After a software problem caused an inaccurate calculation of the town’s total valuation, the Peterborough Select Board voted to use $271,000 of the fund balance to keep the property tax rate at $22.35, which had previously been approved and sent forward to the state Department of Revenue Administration.

The error led the board to set the tax rate lower than it should have been, as it was based on an incorrect total valuation.

“We had discussed using the fund balance before, but we decided not to. This is a good example of why we do save fund balance for situations like this; we need it for when unexpected things come up,” said Select Board Chair Tyler Ward.

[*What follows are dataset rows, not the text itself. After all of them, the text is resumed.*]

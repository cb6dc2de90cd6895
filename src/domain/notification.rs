use std::fmt;
use std::time::Duration;

use uuid::Uuid;

#[derive(Debug, Clone, Copy, PartialEq, Eq)]
pub enum Severity {
    Success,
    Error,
    Warning,
    Info,
    Confirm,
}

impl Severity {
    pub fn as_str(self) -> &'static str {
        match self {
            Severity::Success => "success",
            Severity::Error => "error",
            Severity::Warning => "warning",
            Severity::Info => "info",
            Severity::Confirm => "confirm",
        }
    }
}

#[derive(Debug, Clone, Copy, PartialEq, Eq)]
pub enum ActionVariant {
    Primary,
    Secondary,
    Danger,
}

impl ActionVariant {
    pub fn as_str(self) -> &'static str {
        match self {
            ActionVariant::Primary => "primary",
            ActionVariant::Secondary => "secondary",
            ActionVariant::Danger => "danger",
        }
    }
}

pub type ActionCallback = Box<dyn FnOnce() + Send + 'static>;

pub struct NotificationAction {
    pub label: String,
    pub variant: ActionVariant,
    pub(crate) callback: Option<ActionCallback>,
}

impl NotificationAction {
    pub fn new(
        label: impl Into<String>,
        variant: ActionVariant,
        callback: impl FnOnce() + Send + 'static,
    ) -> Self {
        Self {
            label: label.into(),
            variant,
            callback: Some(Box::new(callback)),
        }
    }
}

impl fmt::Debug for NotificationAction {
    fn fmt(&self, f: &mut fmt::Formatter<'_>) -> fmt::Result {
        f.debug_struct("NotificationAction")
            .field("label", &self.label)
            .field("variant", &self.variant)
            .finish_non_exhaustive()
    }
}

#[derive(Debug)]
pub struct Notification {
    pub id: Uuid,
    pub message: String,
    pub severity: Severity,
    /// `None` means the notification stays until removed or acted on.
    pub duration: Option<Duration>,
    pub actions: Vec<NotificationAction>,
}

/// Cloneable snapshot of a queued notification.
#[derive(Debug, Clone, PartialEq)]
pub struct NotificationView {
    pub id: Uuid,
    pub message: String,
    pub severity: Severity,
    pub duration: Option<Duration>,
    pub actions: Vec<(String, ActionVariant)>,
}

impl From<&Notification> for NotificationView {
    fn from(n: &Notification) -> Self {
        Self {
            id: n.id,
            message: n.message.clone(),
            severity: n.severity,
            duration: n.duration,
            actions: n
                .actions
                .iter()
                .map(|a| (a.label.clone(), a.variant))
                .collect(),
        }
    }
}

Town Administrator Nicole MacStay gave the board an explanation of how the miscalculation, which was caused by the transition to new tax database software developed by Vision Tax, occurred.

“The problem did not impact the assessed value of anyone’s home,” MacStay said. “The amount of the captured TIF (Tax Increment Finance district) value being deducted from the townโ€™s overall valuation and how that impact creates the tax rate was the only part of the formula that was wrong.”

According to MacStay and tax assessor Gretchen Rae, Vision Tax, the firm the town hired to move Peterborough to a new tax assessment database, had “no experience” converting data from the type of database Peterborough had been using.

MacStay said the town’s former database was older.

“The trouble they ran into was that our old and new systems don’t talk to one another. Vision thought they could apply a software conversion bridge they had previously used for a similar database, but then the error came up and it didn’t work,” MacStay said.

Rae told the board that Vision Tax “had been held accountable.”

“This was part of the contract and they were responsible for this. The town paid for the project to be compete and accurate and it wasn’t,” Rae said.

Rae said Vision had sent a team to Peterborough to assist the tax department in addressing the error.

In 2024, the property tax rate for a home valued at $400,000 in Peterborough was $32.50 per $1,000, or a tax assessment of $13,000.

In 2025, after a town-wide revaluation which raised the assessed value of most homes, the tax rate was initially set at $22.35 per $1,000 of value, or a tax assessment of $8,940.

The rate of home value appraisals varies depending on property location, size, condition, and local real estate market fluctuations.